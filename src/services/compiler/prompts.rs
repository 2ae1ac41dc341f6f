//! Compiler prompts
//!
//! Prompt templates for every compiler-owned backend call. The large
//! static parts live in markdown files next to this module; dynamic
//! context (schema, question, retry hints) is spliced in here.

use crate::services::executor::QueryResult;

pub const PLAN_PROMPT: &str = include_str!("plan_prompt.md");
pub const OVERVIEW_PROMPT: &str = include_str!("overview_prompt.md");

/// Reason the previous compile attempt failed, driving the next
/// attempt's corrective hint. Each variant consumes one retry and has
/// its own hint text.
#[derive(Debug, Clone)]
pub enum RetryReason {
    /// The reply was not parseable plan notation
    Format(String),
    /// The question asks for a forecast but the plan refused on grounds
    /// resembling "forecasting is not supported"
    ForecastRefusal,
    /// The plan parsed but failed schema/shape validation
    Validation(String),
}

impl RetryReason {
    pub fn hint(&self) -> String {
        match self {
            Self::Format(error) => format!(
                "Your previous reply was not valid plan notation ({error}). \
                 You MUST emit exactly one @plan{{...}} object in the documented \
                 notation, with no surrounding prose."
            ),
            Self::ForecastRefusal => "IMPORTANT: Forecasting IS supported by this platform. \
                 Do not refuse the question. Produce a feasible plan whose \
                 time-series panel carries a forecast:@forecast{...} spec with \
                 strategy:auto and a sensible horizon."
                .to_string(),
            Self::Validation(error) => format!(
                "Your previous plan failed validation: {error}. Correct this \
                 and emit a valid @plan object."
            ),
        }
    }
}

pub fn plan_prompt(schema_context: &str, question: &str, hint: Option<&RetryReason>) -> String {
    let mut prompt = PLAN_PROMPT.replace("{schema_context}", schema_context);
    prompt.push_str("\n\nQuestion: ");
    prompt.push_str(question);
    if let Some(reason) = hint {
        prompt.push_str("\n\n");
        prompt.push_str(&reason.hint());
    }
    prompt
}

pub fn overview_prompt(schema_context: &str) -> String {
    OVERVIEW_PROMPT.replace("{schema_context}", schema_context)
}

/// Plain-language executive summary of a successful result
pub fn summary_prompt(question: &str, result: &QueryResult) -> String {
    let sample: Vec<&serde_json::Map<String, serde_json::Value>> =
        result.rows.iter().take(5).collect();
    let sample_json = serde_json::to_string(&sample).unwrap_or_else(|_| "[]".to_string());
    format!(
        "Summarize this query result for a business reader in 2-3 plain \
         sentences. No markdown, no bullet points.\n\n\
         Question: {question}\nRow count: {}\nFirst rows: {sample_json}\n",
        result.row_count
    )
}

/// Plain-language explanation of a failed execution, with alternatives
pub fn failure_prompt(question: &str, error_text: &str) -> String {
    format!(
        "A SQL query for the question below failed. Explain what went wrong \
         in plain language and suggest alternative questions the data can \
         answer.\n\nRespond with a single @refusal{{reason:\"<plain-language \
         explanation>\" followUps:[\"<alternative question>\",...]}} object \
         and nothing else.\n\nQuestion: {question}\nDatabase error: {error_text}\n"
    )
}
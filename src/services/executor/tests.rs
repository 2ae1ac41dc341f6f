//! Execution and repair loop unit tests

use std::collections::VecDeque;
use std::sync::{Arc, Mutex};
use std::time::Duration;

use async_trait::async_trait;
use sqlx::SqlitePool;

use crate::services::llm::{GenerateError, TextGenerator};

use super::*;

/// Executor stub replaying scripted results
struct ScriptedExecutor {
    results: Mutex<VecDeque<QueryResult>>,
    executed: Mutex<Vec<String>>,
}

impl ScriptedExecutor {
    fn new(results: Vec<QueryResult>) -> Arc<Self> {
        Arc::new(Self { results: Mutex::new(results.into()), executed: Mutex::new(Vec::new()) })
    }

    fn executed_sql(&self) -> Vec<String> {
        self.executed.lock().unwrap().clone()
    }
}

#[async_trait]
impl SqlExecutor for ScriptedExecutor {
    async fn execute(&self, sql: &str) -> QueryResult {
        self.executed.lock().unwrap().push(sql.to_string());
        self.results
            .lock()
            .unwrap()
            .pop_front()
            .unwrap_or_else(|| QueryResult::failure("script exhausted"))
    }
}

/// Backend stub counting repair requests
struct RepairBackend {
    responses: Mutex<VecDeque<Result<String, GenerateError>>>,
    calls: Mutex<u32>,
}

impl RepairBackend {
    fn new(responses: Vec<Result<String, GenerateError>>) -> Arc<Self> {
        Arc::new(Self { responses: Mutex::new(responses.into()), calls: Mutex::new(0) })
    }

    fn call_count(&self) -> u32 {
        *self.calls.lock().unwrap()
    }
}

#[async_trait]
impl TextGenerator for RepairBackend {
    async fn generate_text(
        &self,
        _prompt: &str,
        _temperature: f64,
        _max_output_tokens: u32,
    ) -> Result<String, GenerateError> {
        *self.calls.lock().unwrap() += 1;
        self.responses
            .lock()
            .unwrap()
            .pop_front()
            .unwrap_or(Err(GenerateError::Api("script exhausted".to_string())))
    }
}

fn one_row() -> QueryResult {
    let mut row = serde_json::Map::new();
    row.insert("total".to_string(), serde_json::json!(50));
    QueryResult::ok(vec![row], vec!["total".to_string()])
}

// ============================================================================
// Repair Loop
// ============================================================================

#[tokio::test]
async fn test_success_without_repair() {
    let executor = ScriptedExecutor::new(vec![one_row()]);
    let backend = RepairBackend::new(Vec::new());
    let repair = RepairLoop::new(executor.clone(), backend.clone());

    let outcome = repair
        .execute_with_repair("SELECT COUNT(*) AS total FROM orders", "how many orders", "stat")
        .await;

    assert!(outcome.result.success);
    assert!(!outcome.was_repaired);
    assert_eq!(outcome.attempts, 1);
    assert_eq!(backend.call_count(), 0);
    assert_eq!(outcome.final_sql, "SELECT COUNT(*) AS total FROM orders");
}

#[tokio::test]
async fn test_fail_fail_success_makes_two_repair_calls() {
    let executor = ScriptedExecutor::new(vec![
        QueryResult::failure("no such column: qty"),
        QueryResult::failure("no such column: amt"),
        one_row(),
    ]);
    let backend = RepairBackend::new(vec![
        Ok("SELECT SUM(amt) AS total FROM orders".to_string()),
        Ok("SELECT SUM(amount) AS total FROM orders".to_string()),
    ]);
    let repair = RepairLoop::new(executor.clone(), backend.clone());

    let outcome = repair
        .execute_with_repair("SELECT SUM(qty) AS total FROM orders", "total amount", "stat")
        .await;

    assert!(outcome.result.success);
    assert!(outcome.was_repaired);
    assert_eq!(outcome.attempts, 3);
    assert_eq!(backend.call_count(), 2, "exactly 2 repair calls expected");
    assert_eq!(outcome.final_sql, "SELECT SUM(amount) AS total FROM orders");
    assert_eq!(executor.executed_sql().len(), 3);
}

#[tokio::test]
async fn test_timeout_fails_fast_with_zero_repair_calls() {
    let executor = ScriptedExecutor::new(vec![QueryResult::failure(
        "statement timed out after 10s",
    )]);
    let backend = RepairBackend::new(vec![Ok("SELECT 1".to_string())]);
    let repair = RepairLoop::new(executor, backend.clone());

    let outcome = repair
        .execute_with_repair("SELECT * FROM huge_table", "everything", "table")
        .await;

    assert!(!outcome.result.success);
    assert!(!outcome.was_repaired);
    assert_eq!(outcome.attempts, 1);
    assert_eq!(backend.call_count(), 0, "timeouts must not spend repair calls");
}

#[tokio::test]
async fn test_budget_exhaustion_reports_last_failure() {
    let executor = ScriptedExecutor::new(vec![
        QueryResult::failure("error one"),
        QueryResult::failure("error two"),
        QueryResult::failure("error three"),
    ]);
    let backend = RepairBackend::new(vec![
        Ok("SELECT 1 AS a".to_string()),
        Ok("SELECT 2 AS b".to_string()),
    ]);
    let repair = RepairLoop::new(executor, backend.clone());

    let outcome = repair.execute_with_repair("SELECT 0 AS z", "q", "panel").await;

    assert!(!outcome.result.success);
    assert_eq!(outcome.attempts, 3);
    assert_eq!(outcome.result.error.as_deref(), Some("error three"));
    assert_eq!(backend.call_count(), 2);
}

#[tokio::test]
async fn test_unusable_repair_stops_the_loop() {
    let executor = ScriptedExecutor::new(vec![QueryResult::failure("syntax error")]);
    let backend = RepairBackend::new(vec![Ok("UNFIXABLE".to_string())]);
    let repair = RepairLoop::new(executor.clone(), backend.clone());

    let outcome = repair.execute_with_repair("SELEC 1", "q", "panel").await;

    assert!(!outcome.result.success);
    assert_eq!(outcome.attempts, 1);
    assert_eq!(backend.call_count(), 1);
    assert_eq!(executor.executed_sql().len(), 1);
}

#[tokio::test]
async fn test_backend_error_during_repair_stops_the_loop() {
    let executor = ScriptedExecutor::new(vec![QueryResult::failure("syntax error")]);
    let backend = RepairBackend::new(vec![Err(GenerateError::Timeout(30))]);
    let repair = RepairLoop::new(executor, backend);

    let outcome = repair.execute_with_repair("SELEC 1", "q", "panel").await;
    assert!(!outcome.result.success);
    assert_eq!(outcome.result.error.as_deref(), Some("syntax error"));
}

#[tokio::test]
async fn test_mutation_sql_rejected_before_execution() {
    let executor = ScriptedExecutor::new(vec![one_row()]);
    let backend = RepairBackend::new(Vec::new());
    let repair = RepairLoop::new(executor.clone(), backend);

    let outcome = repair.execute_with_repair("DROP TABLE orders", "q", "panel").await;
    assert!(!outcome.result.success);
    assert!(outcome.result.error.as_deref().unwrap_or("").contains("forbidden keyword"));
    assert!(executor.executed_sql().is_empty(), "mutation must never reach the executor");
}

#[tokio::test]
async fn test_repaired_sql_inside_code_fence_is_extracted() {
    let executor = ScriptedExecutor::new(vec![
        QueryResult::failure("no such column: x"),
        one_row(),
    ]);
    let backend = RepairBackend::new(vec![Ok(
        "Here you go:\n```sql\nSELECT COUNT(*) AS total FROM orders;\n```".to_string(),
    )]);
    let repair = RepairLoop::new(executor.clone(), backend);

    let outcome = repair.execute_with_repair("SELECT x FROM orders", "q", "panel").await;
    assert!(outcome.result.success);
    assert_eq!(outcome.final_sql, "SELECT COUNT(*) AS total FROM orders");
}

#[test]
fn test_timeout_classification_patterns() {
    assert!(is_timeout_error("statement timed out after 10s"));
    assert!(is_timeout_error("ERROR: canceling statement due to statement timeout"));
    assert!(is_timeout_error("Query TIMED OUT"));
    assert!(!is_timeout_error("no such column: qty"));
    assert!(!is_timeout_error("syntax error near SELEC"));
}

// ============================================================================
// SQLite Executor
// ============================================================================

async fn seeded_pool() -> SqlitePool {
    let pool = SqlitePool::connect("sqlite::memory:").await.unwrap();
    sqlx::query("CREATE TABLE orders (id TEXT, amount REAL)")
        .execute(&pool)
        .await
        .unwrap();
    for i in 0..50 {
        sqlx::query("INSERT INTO orders VALUES (?, ?)")
            .bind(format!("o{i}"))
            .bind(10.0 + i as f64)
            .execute(&pool)
            .await
            .unwrap();
    }
    pool
}

#[tokio::test]
async fn test_sqlite_executor_counts_rows() {
    let executor = SqliteExecutor::new(seeded_pool().await, Duration::from_secs(10));
    let result = executor.execute("SELECT COUNT(*) AS total FROM orders").await;

    assert!(result.success, "error: {:?}", result.error);
    assert_eq!(result.row_count, 1);
    assert_eq!(result.columns, vec!["total".to_string()]);
    assert_eq!(result.rows[0].get("total"), Some(&serde_json::json!(50)));
}

#[tokio::test]
async fn test_sqlite_executor_surfaces_errors() {
    let executor = SqliteExecutor::new(seeded_pool().await, Duration::from_secs(10));
    let result = executor.execute("SELECT missing_column FROM orders").await;
    assert!(!result.success);
    assert!(result.error.is_some());
}

#[tokio::test]
async fn test_sqlite_executor_blocks_writes() {
    let executor = SqliteExecutor::new(seeded_pool().await, Duration::from_secs(10));
    let result = executor.execute("INSERT INTO orders VALUES ('x', 1.0)").await;
    assert!(!result.success, "query_only must reject writes");
}

#[tokio::test]
async fn test_sqlite_executor_mixed_types() {
    let executor = SqliteExecutor::new(seeded_pool().await, Duration::from_secs(10));
    let result = executor
        .execute("SELECT id, amount, NULL AS missing FROM orders ORDER BY id LIMIT 1")
        .await;

    assert!(result.success);
    let row = &result.rows[0];
    assert_eq!(row.get("id"), Some(&serde_json::json!("o0")));
    assert_eq!(row.get("amount"), Some(&serde_json::json!(10.0)));
    assert_eq!(row.get("missing"), Some(&serde_json::Value::Null));
}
━━━━━━━━━━━━━━━━━━━━━━━━━━━━━━
▸ GOAL OF THE EXERCISE: From the records above, print only the lines between the one holding "#[derive(Debug, Clone)]" and the one holding "pub fn overview_prompt(schema_context: &str)", inclusive, exactly as they stand.

▸ OUTPUT:
#[derive(Debug, Clone)]
pub enum RetryReason {
    /// The reply was not parseable plan notation
    Format(String),
    /// The question asks for a forecast but the plan refused on grounds
    /// resembling "forecasting is not supported"
    ForecastRefusal,
    /// The plan parsed but failed schema/shape validation
    Validation(String),
}

impl RetryReason {
    pub fn hint(&self) -> String {
        match self {
            Self::Format(error) => format!(
                "Your previous reply was not valid plan notation ({error}). \
                 You MUST emit exactly one @plan{{...}} object in the documented \
                 notation, with no surrounding prose."
            ),
            Self::ForecastRefusal => "IMPORTANT: Forecasting IS supported by this platform. \
                 Do not refuse the question. Produce a feasible plan whose \
                 time-series panel carries a forecast:@forecast{...} spec with \
                 strategy:auto and a sensible horizon."
                .to_string(),
            Self::Validation(error) => format!(
                "Your previous plan failed validation: {error}. Correct this \
                 and emit a valid @plan object."
            ),
        }
    }
}

pub fn plan_prompt(schema_context: &str, question: &str, hint: Option<&RetryReason>) -> String {
    let mut prompt = PLAN_PROMPT.replace("{schema_context}", schema_context);
    prompt.push_str("\n\nQuestion: ");
    prompt.push_str(question);
    if let Some(reason) = hint {
        prompt.push_str("\n\n");
        prompt.push_str(&reason.hint());
    }
    prompt
}

pub fn overview_prompt(schema_context: &str) -> String {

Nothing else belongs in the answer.